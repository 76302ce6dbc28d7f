// ===============================
// src/strategy/policy.rs
// ===============================
//
// LEARNED POLICY (pretrained, frozen weights)
//   inputs : [price / baseline, tick return, volume / baseline, trades / baseline, in_position]
//   outputs: [hold, buy, sell] -> arg-max
//   Long only: Buy while Flat enters, Sell while Long exits.
//
// The market data endpoint only reports prices, so the volume and trade-count
// inputs stay at their baseline ratio of 1.0.
//
// Weights file (JSON):
//   {"layers": [{"weights": [[..5 inputs..], ...], "biases": [...], "activation": "tanh"}, ...]}
//
use std::path::Path;

use serde::Deserialize;

use crate::domain::{Decision, Direction, Observation, PositionSide};
use crate::error::{ConfigError, EngineError};
use crate::indicators::IndicatorSnapshot;
use crate::series::RollingSeriesBuffer;

use super::{quotes, DecisionContext, Instruments, SignalStrategy};

pub const N_INPUTS: usize = 5;
pub const N_OUTPUTS: usize = 3;

#[derive(Debug, Clone, Copy, Default, PartialEq, Eq, Deserialize)]
#[serde(rename_all = "lowercase")]
pub enum Activation {
    #[default]
    Identity,
    Relu,
    Sigmoid,
    Tanh,
}

impl Activation {
    fn apply(&self, x: f64) -> f64 {
        match self {
            Activation::Identity => x,
            Activation::Relu => x.max(0.0),
            Activation::Sigmoid => 1.0 / (1.0 + (-x).exp()),
            Activation::Tanh => x.tanh(),
        }
    }
}

#[derive(Debug, Clone, Deserialize)]
pub struct DenseLayer {
    /// One row per output unit.
    pub weights: Vec<Vec<f64>>,
    pub biases: Vec<f64>,
    #[serde(default)]
    pub activation: Activation,
}

#[derive(Debug, Clone, Deserialize)]
pub struct FeedForward {
    pub layers: Vec<DenseLayer>,
}

impl FeedForward {
    pub fn from_json(s: &str) -> Result<Self, ConfigError> {
        let net: FeedForward = serde_json::from_str(s).map_err(|e| ConfigError::Policy(e.to_string()))?;
        net.validate()?;
        Ok(net)
    }

    pub fn from_file(path: impl AsRef<Path>) -> Result<Self, ConfigError> {
        let path = path.as_ref();
        let raw = std::fs::read_to_string(path)
            .map_err(|e| ConfigError::Policy(format!("read {}: {e}", path.display())))?;
        Self::from_json(&raw)
    }

    fn validate(&self) -> Result<(), ConfigError> {
        let mut width = N_INPUTS;
        for (i, l) in self.layers.iter().enumerate() {
            if l.weights.len() != l.biases.len() {
                return Err(ConfigError::Policy(format!("layer {i}: {} rows vs {} biases", l.weights.len(), l.biases.len())));
            }
            if let Some(row) = l.weights.iter().find(|r| r.len() != width) {
                return Err(ConfigError::Policy(format!("layer {i}: row of {} inputs, expected {width}", row.len())));
            }
            width = l.biases.len();
        }
        if self.layers.is_empty() || width != N_OUTPUTS {
            return Err(ConfigError::Policy(format!("network must end in {N_OUTPUTS} outputs")));
        }
        Ok(())
    }

    pub fn forward(&self, inputs: &[f64]) -> Vec<f64> {
        let mut x = inputs.to_vec();
        for l in &self.layers {
            x = l
                .weights
                .iter()
                .zip(&l.biases)
                .map(|(row, b)| l.activation.apply(row.iter().zip(&x).map(|(w, v)| w * v).sum::<f64>() + b))
                .collect();
        }
        x
    }
}

/// Index of the largest score; earliest wins ties.
fn argmax(v: &[f64]) -> usize {
    let mut best = 0;
    for (i, s) in v.iter().enumerate() {
        if *s > v[best] {
            best = i;
        }
    }
    best
}

pub struct LearnedPolicy {
    instruments: Instruments,
    net: FeedForward,
    baseline: Option<f64>,
    prices: RollingSeriesBuffer,
}

impl LearnedPolicy {
    pub fn new(instruments: Instruments, net: FeedForward) -> Self {
        Self { instruments, net, baseline: None, prices: RollingSeriesBuffer::new(2) }
    }
}

impl SignalStrategy for LearnedPolicy {
    fn name(&self) -> &'static str { "learned_policy" }

    fn instruments(&self) -> &Instruments { &self.instruments }

    fn observe(&mut self, obs: &Observation) -> Result<(), EngineError> {
        let px = quotes(&self.instruments, obs)?[0];
        self.baseline.get_or_insert(px);
        self.prices.push(px);
        Ok(())
    }

    fn indicators(&self) -> Result<IndicatorSnapshot, EngineError> {
        let px = self.prices.last().ok_or(EngineError::InsufficientData { need: 1, have: 0 })?;
        let base = self.baseline.unwrap_or(px);
        let prev = if self.prices.full() { self.prices.window(2)?[0] } else { px };
        let ret = if prev != 0.0 { (px - prev) / prev } else { 0.0 };
        Ok(IndicatorSnapshot { features: Some(vec![px / base, ret, 1.0, 1.0]), ..IndicatorSnapshot::of(px) })
    }

    fn decide(&mut self, ctx: &DecisionContext<'_>) -> Decision {
        let Some(features) = ctx.indicators.features.as_ref() else { return Decision::Hold };
        let mut inputs = features.clone();
        inputs.push(if ctx.position == PositionSide::Long { 1.0 } else { 0.0 });
        match (argmax(&self.net.forward(&inputs)), ctx.position) {
            (1, PositionSide::Flat) => Decision::Enter(Direction::Long),
            (2, PositionSide::Long) => Decision::Exit,
            _ => Decision::Hold,
        }
    }
}

#[cfg(test)]
mod tests {
    use super::*;
    use crate::strategy::testutil::{decide_with, obs};

    // buy when price is above baseline, sell when below; flag input pushes to hold
    const NET: &str = r#"{"layers":[{"weights":[[0,0,0,0,0.5],[10,0,0,0,0],[-10,0,0,0,0]],
        "biases":[0,-10,10],"activation":"identity"}]}"#;

    #[test]
    fn rejects_wrong_shapes() {
        assert!(FeedForward::from_json(r#"{"layers":[{"weights":[[1,2]],"biases":[0]}]}"#).is_err());
        assert!(FeedForward::from_json(r#"{"layers":[]}"#).is_err());
        assert!(FeedForward::from_json(NET).is_ok());
    }

    #[test]
    fn forward_applies_activation() {
        let net = FeedForward::from_json(
            r#"{"layers":[{"weights":[[1,1,1,1,1],[-1,0,0,0,0],[0,0,0,0,0]],"biases":[0,0,0],"activation":"relu"}]}"#,
        )
        .unwrap();
        assert_eq!(net.forward(&[1.0, 1.0, 1.0, 1.0, 1.0]), vec![5.0, 0.0, 0.0]);
    }

    #[test]
    fn features_use_first_price_as_baseline() {
        let mut p = LearnedPolicy::new(Instruments::Single("BTC".into()), FeedForward::from_json(NET).unwrap());
        p.observe(&obs(&[("BTC", 100.0)])).unwrap();
        assert_eq!(p.indicators().unwrap().features, Some(vec![1.0, 0.0, 1.0, 1.0]));
        p.observe(&obs(&[("BTC", 110.0)])).unwrap();
        let f = p.indicators().unwrap().features.unwrap();
        assert!((f[0] - 1.1).abs() < 1e-12);
        assert!((f[1] - 0.1).abs() < 1e-12);
    }

    #[test]
    fn long_only_decisions() {
        let mut p = LearnedPolicy::new(Instruments::Single("BTC".into()), FeedForward::from_json(NET).unwrap());
        let up = IndicatorSnapshot { features: Some(vec![1.2, 0.0, 1.0, 1.0]), ..IndicatorSnapshot::of(120.0) };
        let down = IndicatorSnapshot { features: Some(vec![0.8, 0.0, 1.0, 1.0]), ..IndicatorSnapshot::of(80.0) };
        assert_eq!(decide_with(&mut p, &up, PositionSide::Flat), Decision::Enter(Direction::Long));
        assert_eq!(decide_with(&mut p, &up, PositionSide::Long), Decision::Hold);
        assert_eq!(decide_with(&mut p, &down, PositionSide::Long), Decision::Exit);
        assert_eq!(decide_with(&mut p, &down, PositionSide::Flat), Decision::Hold);
    }
}
// ===============================
// src/indicators.rs
// ===============================
//
// Pure functions over a buffer window (oldest first). Same input, same output;
// nothing here keeps state between calls.
//
use serde::Serialize;

use crate::error::EngineError;
use crate::series::RollingSeriesBuffer;

/// Divisor used for the standard deviation.
#[derive(Debug, Clone, Copy, PartialEq, Eq)]
pub enum StdevKind {
    /// n - 1
    Sample,
    /// n
    Population,
}

/// Values derived for the current tick. Rebuilt every tick, never mutated.
#[derive(Debug, Clone, Default, PartialEq, Serialize)]
pub struct IndicatorSnapshot {
    /// Value the strategy trades on: price, spread or ratio.
    pub value: f64,
    pub fast_ma: Option<f64>,
    pub slow_ma: Option<f64>,
    pub mean: Option<f64>,
    pub stdev: Option<f64>,
    pub upper: Option<f64>,
    pub lower: Option<f64>,
    pub rsi: Option<f64>,
    pub momentum: Option<f64>,
    pub prior_high: Option<f64>,
    pub prior_low: Option<f64>,
    pub hedge_ratio: Option<f64>,
    pub features: Option<Vec<f64>>,
}

impl IndicatorSnapshot {
    pub fn of(value: f64) -> Self { Self { value, ..Default::default() } }
}

fn need(values: &[f64], n: usize) -> Result<(), EngineError> {
    if values.len() < n {
        return Err(EngineError::InsufficientData { need: n, have: values.len() });
    }
    Ok(())
}

pub fn sma(values: &[f64]) -> Result<f64, EngineError> {
    need(values, 1)?;
    Ok(values.iter().sum::<f64>() / values.len() as f64)
}

pub fn stdev(values: &[f64], kind: StdevKind) -> Result<f64, EngineError> {
    let min = match kind { StdevKind::Sample => 2, StdevKind::Population => 1 };
    need(values, min)?;
    let mean = sma(values)?;
    let ss: f64 = values.iter().map(|v| (v - mean).powi(2)).sum();
    let n = match kind {
        StdevKind::Sample => values.len() - 1,
        StdevKind::Population => values.len(),
    };
    Ok((ss / n as f64).sqrt())
}

/// Mean +/- mult * stdev over `values`: (mean, stdev, upper, lower).
pub fn bands(values: &[f64], mult: f64, kind: StdevKind) -> Result<(f64, f64, f64, f64), EngineError> {
    let mean = sma(values)?;
    let sd = stdev(values, kind)?;
    Ok((mean, sd, mean + mult * sd, mean - mult * sd))
}

/// RSI over the last `period` differences (needs period + 1 values).
///
/// Simple averages of gains and losses. With no losses the RSI is 100; with
/// neither gains nor losses (flat series) it is 50.
pub fn rsi(values: &[f64], period: usize) -> Result<f64, EngineError> {
    let period = period.max(1);
    need(values, period + 1)?;
    let tail = &values[values.len() - (period + 1)..];
    let (mut gain, mut loss) = (0.0, 0.0);
    for w in tail.windows(2) {
        let d = w[1] - w[0];
        if d > 0.0 { gain += d } else { loss -= d }
    }
    let avg_gain = gain / period as f64;
    let avg_loss = loss / period as f64;
    if avg_loss == 0.0 {
        return Ok(if avg_gain == 0.0 { 50.0 } else { 100.0 });
    }
    let rs = avg_gain / avg_loss;
    Ok(100.0 - 100.0 / (1.0 + rs))
}

/// Last value minus the first of the trailing `period` values,
/// i.e. `period - 1` ticks back. Needs `period` values.
pub fn momentum(values: &[f64], period: usize) -> Result<f64, EngineError> {
    let period = period.max(1);
    need(values, period)?;
    let last = values[values.len() - 1];
    let first = values[values.len() - period];
    Ok(last - first)
}

/// OLS slope of `y` on `x`: cov(y, x) / var(x), 0 when x does not move.
pub fn hedge_ratio(y: &[f64], x: &[f64]) -> Result<f64, EngineError> {
    let n = y.len().min(x.len());
    need(&y[..n], 2)?;
    let (y, x) = (&y[..n], &x[..n]);
    let my = sma(y)?;
    let mx = sma(x)?;
    let mut cov = 0.0;
    let mut var = 0.0;
    for i in 0..n {
        cov += (y[i] - my) * (x[i] - mx);
        var += (x[i] - mx).powi(2);
    }
    if var == 0.0 {
        return Ok(0.0);
    }
    Ok(cov / var)
}

/// (max, min) of the window.
pub fn high_low(values: &[f64]) -> Result<(f64, f64), EngineError> {
    need(values, 1)?;
    let hi = values.iter().copied().fold(f64::MIN, f64::max);
    let lo = values.iter().copied().fold(f64::MAX, f64::min);
    Ok((hi, lo))
}

/// SMA over the most recent `k` values of a buffer.
pub fn sma_of(buf: &RollingSeriesBuffer, k: usize) -> Result<f64, EngineError> {
    sma(&buf.window(k)?)
}
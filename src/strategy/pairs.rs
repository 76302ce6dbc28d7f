// ===============================
// src/strategy/pairs.rs
// ===============================
//
// PAIRS / SPREAD (two legs, opposite sides)
//   Hedge model: beta = OLS slope of Y on X over the first CALIBRATION ticks,
//                frozen afterwards; spread = Y - beta*X; population stdev.
//   Ratio model: spread = Y / X, no calibration; sample stdev. The ratio at
//                entry takes the place of beta when P&L is computed.
//   Flat: spread > mean + k*sd -> short spread (sell Y, buy X)
//         spread < mean - k*sd -> long spread  (buy Y, sell X)
//   Long spread exits when spread >= mean, short spread when spread <= mean.
//
use tracing::info;

use crate::domain::{Decision, Direction, Observation};
use crate::error::EngineError;
use crate::indicators::{bands, hedge_ratio, IndicatorSnapshot, StdevKind};
use crate::series::RollingSeriesBuffer;

use super::{quotes, DecisionContext, Instruments, SignalStrategy};

#[derive(Debug, Clone, Copy, PartialEq, Eq)]
pub enum PairsModel { Hedge, Ratio }

impl PairsModel {
    pub fn parse(s: &str) -> Option<Self> {
        match s.trim().to_ascii_lowercase().as_str() {
            "hedge" | "ols" | "spread" => Some(PairsModel::Hedge),
            "ratio" => Some(PairsModel::Ratio),
            _ => None,
        }
    }
}

pub struct PairsSpread {
    instruments: Instruments,
    model: PairsModel,
    calib_y: RollingSeriesBuffer,
    calib_x: RollingSeriesBuffer,
    beta: Option<f64>,
    spread: RollingSeriesBuffer,
    last_ratio: f64,
    rolling_w: usize,
    threshold: f64,
}

impl PairsSpread {
    pub fn new(
        instruments: Instruments,
        model: PairsModel,
        calibration_w: usize,
        rolling_w: usize,
        threshold: f64,
    ) -> Self {
        let calibration_w = calibration_w.max(2);
        let rolling_w = rolling_w.max(2);
        Self {
            instruments,
            model,
            calib_y: RollingSeriesBuffer::new(calibration_w),
            calib_x: RollingSeriesBuffer::new(calibration_w),
            beta: None,
            spread: RollingSeriesBuffer::new(rolling_w),
            last_ratio: 0.0,
            rolling_w,
            threshold,
        }
    }

    pub fn beta(&self) -> Option<f64> { self.beta }
}

impl SignalStrategy for PairsSpread {
    fn name(&self) -> &'static str { "pairs_spread" }

    fn instruments(&self) -> &Instruments { &self.instruments }

    fn observe(&mut self, obs: &Observation) -> Result<(), EngineError> {
        let q = quotes(&self.instruments, obs)?;
        let (y, x) = (q[0], q[1]);
        self.last_ratio = y / x;
        match self.model {
            PairsModel::Ratio => self.spread.push(y / x),
            PairsModel::Hedge => {
                if self.beta.is_none() {
                    self.calib_y.push(y);
                    self.calib_x.push(x);
                    if self.calib_y.full() {
                        let n = self.calib_y.capacity();
                        let b = hedge_ratio(&self.calib_y.window(n)?, &self.calib_x.window(n)?)?;
                        info!(beta = b, window = n, "hedge ratio estimated");
                        self.beta = Some(b);
                    }
                }
                if let Some(b) = self.beta {
                    self.spread.push(y - b * x);
                }
            }
        }
        Ok(())
    }

    fn indicators(&self) -> Result<IndicatorSnapshot, EngineError> {
        let (hedge, kind) = match self.model {
            PairsModel::Hedge => {
                let b = self.beta.ok_or(EngineError::InsufficientData {
                    need: self.calib_y.capacity(),
                    have: self.calib_y.len(),
                })?;
                (b, StdevKind::Population)
            }
            PairsModel::Ratio => (self.last_ratio, StdevKind::Sample),
        };
        let win = self.spread.window(self.rolling_w)?;
        let (mean, sd, upper, lower) = bands(&win, self.threshold, kind)?;
        Ok(IndicatorSnapshot {
            mean: Some(mean),
            stdev: Some(sd),
            upper: Some(upper),
            lower: Some(lower),
            hedge_ratio: Some(hedge),
            ..IndicatorSnapshot::of(win[win.len() - 1])
        })
    }

    fn decide(&mut self, ctx: &DecisionContext<'_>) -> Decision {
        let ind = ctx.indicators;
        let (Some(mean), Some(upper), Some(lower)) = (ind.mean, ind.upper, ind.lower) else {
            return Decision::Hold;
        };
        let s = ind.value;
        match ctx.position.direction() {
            None if s > upper => Decision::Enter(Direction::Short),
            None if s < lower => Decision::Enter(Direction::Long),
            Some(Direction::Long) if s >= mean => Decision::Exit,
            Some(Direction::Short) if s <= mean => Decision::Exit,
            _ => Decision::Hold,
        }
    }
}
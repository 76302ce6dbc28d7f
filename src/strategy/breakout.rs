// ===============================
// src/strategy/breakout.rs
// ===============================
//
// RANGE BREAKOUT
//   Level dari N tick sebelumnya (tick sekarang tidak ikut):
//     price > prior high -> Long, price < prior low -> Short.
//   Exit lewat SMA N tick terakhir (termasuk tick sekarang):
//     Long exits when price < SMA, Short exits when price > SMA.
//
use crate::domain::{Decision, Direction, Observation};
use crate::error::EngineError;
use crate::indicators::{high_low, sma, IndicatorSnapshot};
use crate::series::RollingSeriesBuffer;

use super::{quotes, DecisionContext, Instruments, SignalStrategy};

pub struct RangeBreakout {
    instruments: Instruments,
    prices: RollingSeriesBuffer,
    lookback: usize,
}

impl RangeBreakout {
    pub fn new(instruments: Instruments, lookback: usize) -> Self {
        let lookback = lookback.max(1);
        Self { instruments, prices: RollingSeriesBuffer::new(lookback + 1), lookback }
    }
}

impl SignalStrategy for RangeBreakout {
    fn name(&self) -> &'static str { "range_breakout" }

    fn instruments(&self) -> &Instruments { &self.instruments }

    fn observe(&mut self, obs: &Observation) -> Result<(), EngineError> {
        let px = quotes(&self.instruments, obs)?[0];
        self.prices.push(px);
        Ok(())
    }

    fn indicators(&self) -> Result<IndicatorSnapshot, EngineError> {
        let win = self.prices.window(self.lookback + 1)?;
        let (hi, lo) = high_low(&win[..self.lookback])?;
        let ma = sma(&win[1..])?;
        Ok(IndicatorSnapshot {
            prior_high: Some(hi),
            prior_low: Some(lo),
            mean: Some(ma),
            ..IndicatorSnapshot::of(win[self.lookback])
        })
    }

    fn decide(&mut self, ctx: &DecisionContext<'_>) -> Decision {
        let ind = ctx.indicators;
        let (Some(hi), Some(lo), Some(ma)) = (ind.prior_high, ind.prior_low, ind.mean) else {
            return Decision::Hold;
        };
        let px = ind.value;
        match ctx.position.direction() {
            None if px > hi => Decision::Enter(Direction::Long),
            None if px < lo => Decision::Enter(Direction::Short),
            Some(Direction::Long) if px < ma => Decision::Exit,
            Some(Direction::Short) if px > ma => Decision::Exit,
            _ => Decision::Hold,
        }
    }
}
// ===============================
// src/gateway.rs (order sinks)
// ===============================
//
// - MockOrderSink : fills at the submitted price after a short delay,
//                   optional random rejection rate (MOCK_FILL_FAILURE_RATE)
// - HttpOrderSink : POST {side, amount, price, symbol, orderType, userId} to the
//                   trade API; 2xx = filled at the submitted price
//
use std::time::Duration;

use async_trait::async_trait;
use rand::Rng;
use serde::Serialize;
use tokio::time::sleep;
use tracing::{debug, info, warn};
use url::Url;

use crate::domain::{Leg, OrderErrorKind, Side};
use crate::execution::OrderSink;

pub struct MockOrderSink {
    failure_rate: f64,
    fill_delay: Duration,
}

impl MockOrderSink {
    pub fn new(failure_rate: f64, fill_delay: Duration) -> Self {
        Self { failure_rate: failure_rate.clamp(0.0, 1.0), fill_delay }
    }
}

#[async_trait]
impl OrderSink for MockOrderSink {
    async fn submit(&self, leg: &Leg) -> Result<f64, OrderErrorKind> {
        // jangan simpan ThreadRng melewati .await
        let reject = rand::thread_rng().gen::<f64>() < self.failure_rate;
        sleep(self.fill_delay).await;
        if reject {
            debug!(symbol = %leg.symbol, side = leg.side.as_str(), "mock reject");
            return Err(OrderErrorKind::Rejected("mock rejection".into()));
        }
        Ok(leg.price)
    }
}

#[derive(Debug, Serialize)]
struct TradePayload<'a> {
    side: Side,
    amount: f64,
    price: f64,
    symbol: &'a str,
    #[serde(rename = "orderType")]
    order_type: &'static str,
    #[serde(rename = "userId")]
    user_id: &'a str,
}

pub struct HttpOrderSink {
    http: reqwest::Client,
    url: Url,
    user_id: String,
}

impl HttpOrderSink {
    pub fn new(url: Url, user_id: String, timeout: Duration) -> Result<Self, reqwest::Error> {
        let http = reqwest::Client::builder().timeout(timeout).build()?;
        Ok(Self { http, url, user_id })
    }
}

#[async_trait]
impl OrderSink for HttpOrderSink {
    async fn submit(&self, leg: &Leg) -> Result<f64, OrderErrorKind> {
        let payload = TradePayload {
            side: leg.side,
            amount: leg.amount,
            price: leg.price,
            symbol: &leg.symbol,
            order_type: "market",
            user_id: &self.user_id,
        };
        let rsp = self.http.post(self.url.clone()).json(&payload).send().await.map_err(|e| {
            if e.is_timeout() {
                OrderErrorKind::Timeout
            } else {
                OrderErrorKind::Transport(e.to_string())
            }
        })?;

        let code = rsp.status();
        let body = rsp.text().await.unwrap_or_default();
        if !code.is_success() {
            warn!(%code, %body, symbol = %leg.symbol, "trade rejected");
            return Err(OrderErrorKind::Rejected(format!("{code}: {body}")));
        }

        // balances hanya di-log, tidak diinterpretasi
        if let Some(b) = serde_json::from_str::<serde_json::Value>(&body).ok().and_then(|v| v.get("balances").cloned()) {
            info!(balances = %b, "balances after trade");
        }
        Ok(leg.price)
    }
}

#[cfg(test)]
mod tests {
    use super::*;

    fn leg() -> Leg { Leg { symbol: "BTC".into(), side: Side::Sell, amount: 0.01, price: 101_729.81 } }

    #[test]
    fn payload_matches_trade_api_shape() {
        let l = leg();
        let p = TradePayload {
            side: l.side,
            amount: l.amount,
            price: l.price,
            symbol: &l.symbol,
            order_type: "market",
            user_id: "u1",
        };
        let v = serde_json::to_value(&p).unwrap();
        assert_eq!(
            v,
            serde_json::json!({"side":"sell","amount":0.01,"price":101729.81,"symbol":"BTC","orderType":"market","userId":"u1"})
        );
    }

    #[tokio::test]
    async fn mock_sink_fills_at_submitted_price() {
        let s = MockOrderSink::new(0.0, Duration::ZERO);
        assert_eq!(s.submit(&leg()).await, Ok(101_729.81));
        let s = MockOrderSink::new(1.0, Duration::ZERO);
        assert!(matches!(s.submit(&leg()).await, Err(OrderErrorKind::Rejected(_))));
    }

    #[tokio::test]
    async fn http_sink_fills_on_2xx_and_rejects_otherwise() {
        let ok = crate::testutil::serve_fixed(200, r#"{"balances": {"BTC": 0.5}}"#).await;
        let s = HttpOrderSink::new(ok, "u1".into(), Duration::from_secs(2)).unwrap();
        assert_eq!(s.submit(&leg()).await, Ok(101_729.81));

        let down = crate::testutil::serve_fixed(500, "insufficient balance").await;
        let s = HttpOrderSink::new(down, "u1".into(), Duration::from_secs(2)).unwrap();
        match s.submit(&leg()).await {
            Err(OrderErrorKind::Rejected(msg)) => {
                assert!(msg.contains("500"), "{msg}");
                assert!(msg.contains("insufficient balance"), "{msg}");
            }
            other => panic!("unexpected {other:?}"),
        }
    }
}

**WHAT TO DO**
Since only a number is wanted, report how many lines of the listing include the word "Sigmoid".

**REPLY**
2